Requirement - Would you reproduce, without any alteration, the lines from the opening line of the entries through the line that has "use crate::io::qr_file::QrFileCache;" in it?

Entries supplied Block Start

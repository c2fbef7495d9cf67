use std::io;
use std::path::PathBuf;
use std::sync::Arc;
use std::time::{Duration, Instant};

use crossterm::event::{self, Event, KeyEventKind};
use crossterm::execute;
use crossterm::terminal::{
    EnterAlternateScreen, LeaveAlternateScreen, disable_raw_mode, enable_raw_mode,
};
use ratatui::Terminal;
use ratatui::backend::CrosstermBackend;

use regex::Regex;

use crate::api::{HttpInboxApi, InboxApi};
use crate::inbox::{Dispatcher, Effect, InboxScreen, NoticeLevel};
use crate::io::config_io::load_config;
use crate::io::qr_file::QrFileCache;
use crate::model::{ClientConfig, InboxItem};

use super::input;
use super::render;
use super::theme::Theme;

/// Current interaction mode
#[derive(Debug, Clone, Copy, PartialEq, Eq)]
pub enum Mode {
    Navigate,
    Search,
}

/// Main application state
pub struct App {
    pub screen: InboxScreen,
    pub mode: Mode,
    pub should_quit: bool,
    pub theme: Theme,
    /// Shown in the header
    pub base_url: String,
    /// Cursor into the visible (filtered) list
    pub cursor: usize,
    /// First visible item
    pub scroll: usize,
    /// Help overlay visible
    pub show_help: bool,
    /// Search mode: current query being typed
    pub search_input: String,
    /// Filter applied to the list
    pub last_search: Option<String>,
    /// How long a notification stays up
    pub notification_ttl: Duration,
    /// Effects waiting for the dispatcher
    pub outbox: Vec<Effect>,
    pub qr_files: QrFileCache,
    /// Flow whose image has been written to disk
    qr_written: Option<u64>,
    /// Where the shown QR image was saved
    pub qr_path: Option<PathBuf>,
}

impl App {
    pub fn new(config: &ClientConfig, qr_dir: PathBuf) -> Self {
        App {
            screen: InboxScreen::new(config.credentials.approver_id().map(str::to_string)),
            mode: Mode::Navigate,
            should_quit: false,
            theme: Theme::from_config(&config.ui),
            base_url: config.server.base_url.clone(),
            cursor: 0,
            scroll: 0,
            show_help: false,
            search_input: String::new(),
            last_search: None,
            notification_ttl: Duration::from_secs(config.ui.notification_secs.max(1)),
            outbox: Vec::new(),
            qr_files: QrFileCache::new(qr_dir),
            qr_written: None,
            qr_path: None,
        }
    }

    /// Queue effects produced by the screen
    pub fn queue(&mut self, effects: Vec<Effect>) {
        self.outbox.extend(effects);
    }

    /// Get the active search regex.
    /// In Search mode: compiles from current input. In Navigate: compiles from last_search.
    pub fn active_search_re(&self) -> Option<Regex> {
        let pattern = match self.mode {
            Mode::Search if !self.search_input.is_empty() => &self.search_input,
            Mode::Navigate => self.last_search.as_deref()?,
            _ => return None,
        };
        Regex::new(&format!("(?i){}", pattern))
            .or_else(|_| Regex::new(&format!("(?i){}", regex::escape(pattern))))
            .ok()
    }

    /// Items shown in the list, in backend order, after the filter
    pub fn visible_items(&self) -> Vec<&InboxItem> {
        let re = self.active_search_re();
        self.screen
            .store()
            .items()
            .filter(|item| match &re {
                Some(re) => {
                    re.is_match(&item.title)
                        || re.is_match(&item.request_id)
                        || re.is_match(&item.requested_by_id)
                }
                None => true,
            })
            .collect()
    }

    pub fn selected_item(&self) -> Option<&InboxItem> {
        self.visible_items().get(self.cursor).copied()
    }

    /// Keep the cursor on a real row after the list changed
    pub fn clamp_cursor(&mut self) {
        let len = self.visible_items().len();
        if len == 0 {
            self.cursor = 0;
            self.scroll = 0;
        } else if self.cursor >= len {
            self.cursor = len - 1;
        }
    }

    /// Mirror the QR modal onto disk: write the ready image once, remove it
    /// when the modal moves on.
    pub fn sync_qr_file(&mut self) {
        let ready = self
            .screen
            .qr()
            .artifact()
            .map(|a| a.flow_id)
            .filter(|flow_id| self.qr_written != Some(*flow_id));
        if let Some(flow_id) = ready {
            self.qr_written = Some(flow_id);
            let stored = match self.screen.qr().artifact() {
                Some(artifact) => self.qr_files.store(flow_id, &artifact.png),
                None => return,
            };
            match stored {
                Ok(path) => self.qr_path = Some(path),
                Err(e) => {
                    self.qr_path = None;
                    self.screen
                        .notify(NoticeLevel::Error, format!("Could not save QR image: {}", e));
                }
            }
            return;
        }

        let showing = self.screen.qr().artifact().map(|a| a.flow_id);
        if self.qr_written.is_some() && showing != self.qr_written {
            self.qr_files.release();
            self.qr_written = None;
            self.qr_path = None;
        }
    }

    /// Drop stale notifications and repair view state after a tick
    pub fn tick(&mut self, now: Instant) {
        self.screen.expire_notifications(now, self.notification_ttl);
        self.clamp_cursor();
        self.sync_qr_file();
    }
}

/// Run the interactive inbox. QR images are written under `data_dir`.
pub fn run(
    config_path: Option<&std::path::Path>,
    data_dir: PathBuf,
) -> Result<(), Box<dyn std::error::Error>> {
    let config = load_config(config_path)?;
    tracing::info!(base_url = %config.server.base_url, "starting inbox");

    let api: Arc<dyn InboxApi> = Arc::new(HttpInboxApi::new(&config)?);
    let dispatcher = Dispatcher::new(api);
    let mut app = App::new(&config, data_dir);
    let effects = app.screen.open();
    app.queue(effects);

    // Setup terminal
    enable_raw_mode()?;
    let mut stdout = io::stdout();
    execute!(stdout, EnterAlternateScreen)?;
    let backend = CrosstermBackend::new(stdout);
    let mut terminal = Terminal::new(backend)?;
    terminal.clear()?;

    // Install panic hook to restore terminal on panic
    let original_hook = std::panic::take_hook();
    std::panic::set_hook(Box::new(move |panic_info| {
        let _ = disable_raw_mode();
        let _ = execute!(io::stdout(), LeaveAlternateScreen);
        original_hook(panic_info);
    }));

    let result = run_event_loop(&mut terminal, &mut app, &dispatcher);

    // Late results are ignored from here on
    app.screen.close();
    app.sync_qr_file();

    // Restore terminal
    disable_raw_mode()?;
    execute!(terminal.backend_mut(), LeaveAlternateScreen)?;
    terminal.show_cursor()?;

    result
}

fn run_event_loop(
    terminal: &mut Terminal<CrosstermBackend<io::Stdout>>,
    app: &mut App,
    dispatcher: &Dispatcher,
) -> Result<(), Box<dyn std::error::Error>> {
    loop {
        dispatcher.dispatch_all(app.outbox.drain(..));
        for event in dispatcher.poll() {
            app.screen.apply(event);
        }
        app.tick(Instant::now());

        terminal.draw(|frame| render::render(frame, app))?;

        if event::poll(Duration::from_millis(100))?
            && let Event::Key(key) = event::read()?
            && key.kind == KeyEventKind::Press
        {
            input::handle_key(app, key);
        }

        if app.should_quit {
            break;
        }
    }
    Ok(())
}
use chrono::{TimeZone, Utc};

use crate::model::InboxItem;

/// Plain pending item keyed by `id`, on flow `id * 10`
pub(crate) fn item(id: u64) -> InboxItem {
    InboxItem {
        approval_request_id: id,
        request_id: format!("REQ-{:04}", id),
        flow_id: id * 10,
        title: format!("Item {}", id),
        requested_by_id: "u-1".into(),
        status: "Pending".into(),
        created_at: Utc.with_ymd_and_hms(2024, 3, 1, 9, 0, 0).unwrap(),
        current_step: 1,
        total_steps: 2,
    }
}

/// The leave request used across the approve/reject scenarios
pub(crate) fn leave_request() -> InboxItem {
    InboxItem {
        approval_request_id: 1,
        request_id: "REQ-0001".into(),
        flow_id: 3,
        title: "Leave".into(),
        requested_by_id: "u-9".into(),
        status: "Pending".into(),
        created_at: Utc.with_ymd_and_hms(2024, 3, 1, 9, 0, 0).unwrap(),
        current_step: 1,
        total_steps: 2,
    }
}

Entries supplied Block End

Task result -
repository c2fbef7495d9cf67
use std::io;
use std::path::PathBuf;
use std::sync::Arc;
use std::time::{Duration, Instant};

use crossterm::event::{self, Event, KeyEventKind};
use crossterm::execute;
use crossterm::terminal::{
    EnterAlternateScreen, LeaveAlternateScreen, disable_raw_mode, enable_raw_mode,
};
use ratatui::Terminal;
use ratatui::backend::CrosstermBackend;

use regex::Regex;

use crate::api::{HttpInboxApi, InboxApi};
use crate::inbox::{Dispatcher, Effect, InboxScreen, NoticeLevel};
use crate::io::config_io::load_config;
use crate::io::qr_file::QrFileCache;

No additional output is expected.